The essence of energy conservation in the reaction is that the energy released by the formation of new chemical bonds is greater than the energy of the old chemical bond breakage and is released in the form of other energy.

If the total energy possessed by the reactant is higher than the total energy generated, then a part of the energy will be released in the form of heat energy in the reaction, which is an exothermic reaction, and vice versa, an endothermic reaction.

1. The essence, characteristics and laws of chemical reactions: substance: the breaking of the chemical bonds of reactants and the formation of chemical bonds of products.

Characteristics: There is both the generation of new matter and the change of energy. Laws to follow:

Conservation of mass and conservation of energy. 2. The form of energy in the process of chemical reaction: it is often expressed in the form of heat energy, electrical energy, light energy, etc.
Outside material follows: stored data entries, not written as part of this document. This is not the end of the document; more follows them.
impl GameSession {
  pub fn new(difficulty: Difficulty, mode: InputMode) -> Self {
    let mut rng = rand::thread_rng();
    Self::with_rng(difficulty, mode, &mut rng)
  }

  pub fn with_rng<R: Rng>(difficulty: Difficulty, mode: InputMode, rng: &mut R) -> Self {
    GameSession {
      difficulty,
      mode,
      rounds: make_rounds(difficulty.rounds(), difficulty.options(), rng),
      idx: 0,
      correct: 0,
      wrong: 0,
      streak: 0,
      phase: Phase::Countdown(COUNTDOWN_START),
      started_at: None,
      summary: None,
    }
  }

  pub fn phase(&self) -> Phase { self.phase }
  pub fn difficulty(&self) -> Difficulty { self.difficulty }
  pub fn mode(&self) -> InputMode { self.mode }
  pub fn round_index(&self) -> usize { self.idx }
  pub fn total_rounds(&self) -> usize { self.rounds.len() }
  pub fn correct(&self) -> u32 { self.correct }
  pub fn wrong(&self) -> u32 { self.wrong }
  pub fn streak(&self) -> u32 { self.streak }

  pub fn current_round(&self) -> Option<&Round> {
    self.rounds.get(self.idx)
  }

  pub fn score(&self) -> i32 {
    self.correct as i32 * 10 - self.wrong as i32 * 2
  }

  fn is_last(&self) -> bool {
    self.idx + 1 >= self.rounds.len()
  }

  /// Delay until the next automatic transition, if one is pending.
  pub fn timer(&self) -> Option<std::time::Duration> {
    let ms = match self.phase {
      Phase::Countdown(_) => COUNTDOWN_TICK_MS,
      Phase::Feedback(Judgement::Good) => AUTO_NEXT_MS,
      Phase::Feedback(Judgement::Bad) => SHAKE_MS,
      Phase::Finishing => FINISH_MS,
      Phase::Playing | Phase::Complete => return None,
    };
    Some(std::time::Duration::from_millis(ms))
  }

  /// Apply the pending automatic transition. Returns None when no timer
  /// was due (Playing/Complete).
  pub fn on_timer(&mut self) -> Option<TimerEvent> {
    match self.phase {
      Phase::Countdown(n) if n > 1 => {
        self.phase = Phase::Countdown(n - 1);
        Some(TimerEvent::Countdown(n - 1))
      }
      Phase::Countdown(_) => {
        self.phase = Phase::Playing;
        self.started_at = Some(Instant::now());
        Some(TimerEvent::Go)
      }
      Phase::Feedback(Judgement::Good) => {
        if self.is_last() {
          self.summary = Some(self.build_summary());
          self.phase = Phase::Finishing;
          Some(TimerEvent::Finishing)
        } else {
          self.idx += 1;
          self.phase = Phase::Playing;
          Some(TimerEvent::NextRound)
        }
      }
      Phase::Feedback(Judgement::Bad) => {
        self.phase = Phase::Playing;
        Some(TimerEvent::Retry)
      }
      Phase::Finishing => {
        self.phase = Phase::Complete;
        // summary is always set before entering Finishing
        self.summary.clone().map(TimerEvent::Complete)
      }
      Phase::Playing | Phase::Complete => None,
    }
  }

  /// Judge a submitted color against the current round's target. Both input
  /// modes resolve here; only the triggering event differs. Ignored outside
  /// the Playing phase.
  pub fn submit(&mut self, key: &str) -> Option<Judgement> {
    if self.phase != Phase::Playing {
      return None;
    }
    let target_key = self.current_round()?.target.key;
    let judgement = if key == target_key {
      self.correct += 1;
      self.streak += 1;
      Judgement::Good
    } else {
      self.wrong += 1;
      self.streak = 0;
      Judgement::Bad
    };
    self.phase = Phase::Feedback(judgement);
    Some(judgement)
  }

  /// Full reset: fresh rounds, zeroed counters, countdown restarted.
  pub fn restart(&mut self) {
    *self = GameSession::new(self.difficulty, self.mode);
  }

  /// Changing difficulty mid-game discards all progress.
  pub fn set_difficulty(&mut self, difficulty: Difficulty) {
    if difficulty != self.difficulty {
      *self = GameSession::new(difficulty, self.mode);
    }
  }

  /// Changing input mode mid-game also discards progress.
  pub fn set_mode(&mut self, mode: InputMode) {
    if mode != self.mode {
      *self = GameSession::new(self.difficulty, mode);
    }
  }

  pub fn summary(&self) -> Option<&Summary> {
    self.summary.as_ref()
  }

  fn build_summary(&self) -> Summary {
    let seconds = self
      .started_at
      .map(|t| t.elapsed().as_secs_f64().round() as u64)
      .unwrap_or(0)
      .max(1);
    Summary {
      score: self.score(),
      correct: self.correct,
      wrong: self.wrong,
      accuracy: accuracy(self.correct, self.wrong),
      seconds,
      difficulty: self.difficulty,
      mode: self.mode,
    }
  }
}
The change in energy in a chemical reaction usually manifests itself as a change in heat. **The essence of exothermic and endothermic chemical reactions should pay attention to four points: Chemical reactions are characterized by the formation of new substances, and the total energy of new substances and reactants is different, because the energy of each substance is different (the essence of chemical reactions is the breaking of old chemical bonds and the formation of new chemical bonds, and the energy absorbed by the breaking of old chemical bonds is different from the energy released by new chemical bonds, resulting in energy changes); The essence of energy conservation in the reaction is that the energy released by the formation of new chemical bonds is greater than the energy of the old chemical bond breakage and is released in the form of other energy. If the total energy possessed by the reactant is higher than the total energy generated, then a part of the energy will be released in the form of heat energy in the reaction, which is an exothermic reaction, and vice versa, an endothermic reaction. It can be represented by an image.